Foto: Pedro Stoekcli Pires

A epígrafe deste ensaio é o trecho de uma das mais antigas e tradicionais cantigas de Jurema entoadas pelos catimbós do Nordeste. A sua escolha não é à toa: aqui pretendo discutir, brevemente, a inserção da Jurema Sagrada na academia e as suas implicações éticas e políticas.

De início, não podemos ignorar que ela própria se constitui como um compêndio de saberes – a tal ciência da Jurema – dos povos indígenas, africanos e do catolicismo popular, que foram preservados ao longo dos anos nas mesas e terreiros Brasil afora. Mas há o que se discutir sobre a sua presença na “ciência do mundo”, principalmente porque tem crescido nas Universidades brasileiras o interesse nos estudos sobre as religiões de terreiro.

Em relação à Jurema, há desafios ainda maiores a vencer.
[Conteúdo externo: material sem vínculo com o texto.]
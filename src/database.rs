//! Database handle
//!
//! What a transaction body works with: the store root, the optional cipher,
//! and access to tables. It cannot submit transactions itself.

use std::fs;
use std::path::{Path, PathBuf};
use std::sync::Arc;

use crate::crypto::Cipher;
use crate::error::{JsonDbError, Result};
use crate::table::Table;

/// Handle to an open store's directory and cipher
#[derive(Debug, Clone)]
pub struct Database {
    /// `{root}/.databases/db-{namespace}`
    root: PathBuf,

    /// Present when encryption at rest is enabled
    cipher: Option<Arc<Cipher>>,
}

impl Database {
    pub(crate) fn new(root: PathBuf, cipher: Option<Arc<Cipher>>) -> Self {
        Self { root, cipher }
    }

    /// Store directory
    pub fn root(&self) -> &Path {
        &self.root
    }

    pub fn is_encrypted(&self) -> bool {
        self.cipher.is_some()
    }

    /// Open (and create if needed) the table called `name`
    pub fn table(&self, name: &str) -> Result<Table> {
        Table::open(&self.root, name, self.cipher.clone())
    }

    /// Names of all tables present on disk, sorted
    pub fn tables(&self) -> Result<Vec<String>> {
        let mut names = Vec::new();
        for item in fs::read_dir(&self.root)? {
            let item = item?;
            if item.file_type()?.is_dir() {
                if let Some(name) = item.file_name().to_str() {
                    names.push(name.to_string());
                }
            }
        }
        names.sort();
        Ok(names)
    }

    /// Encrypt a string with the store's cipher
    pub fn encrypt(&self, plaintext: &str) -> Result<String> {
        self.cipher()?.encrypt_str(plaintext)
    }

    /// Decrypt a blob produced by [`encrypt`](Self::encrypt)
    pub fn decrypt(&self, blob: &str) -> Result<String> {
        self.cipher()?.decrypt_str(blob)
    }

    fn cipher(&self) -> Result<&Cipher> {
        self.cipher
            .as_deref()
            .ok_or_else(|| JsonDbError::Config("store was opened without encryption".to_string()))
    }
}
Invisibilizada e sem o destaque social, político e acadêmico que o Candomblé e a Umbanda tiveram, a Jurema teve uma inserção tardia na academia, sendo frequentemente considerada apenas um culto paralelo, sem autonomia ou estatuto de religião.

Muito disso se deve a dois fatores: a ausência de intenção institucional da Jurema e o seu engajamento nas federações de Umbanda ou Candomblé, necessária para sua sobrevivência diante de um Estado racista e perseguidor, como parte do processo de legalização dos cultos afro-ameríndios nos Estados brasileiros. Aliás, utilizar a categoria “afro-ameríndia” é mais uma estratégia para conferir visibilidade e reconhecimento às contribuições indígenas para a construção das religiões de terreiro no Brasil.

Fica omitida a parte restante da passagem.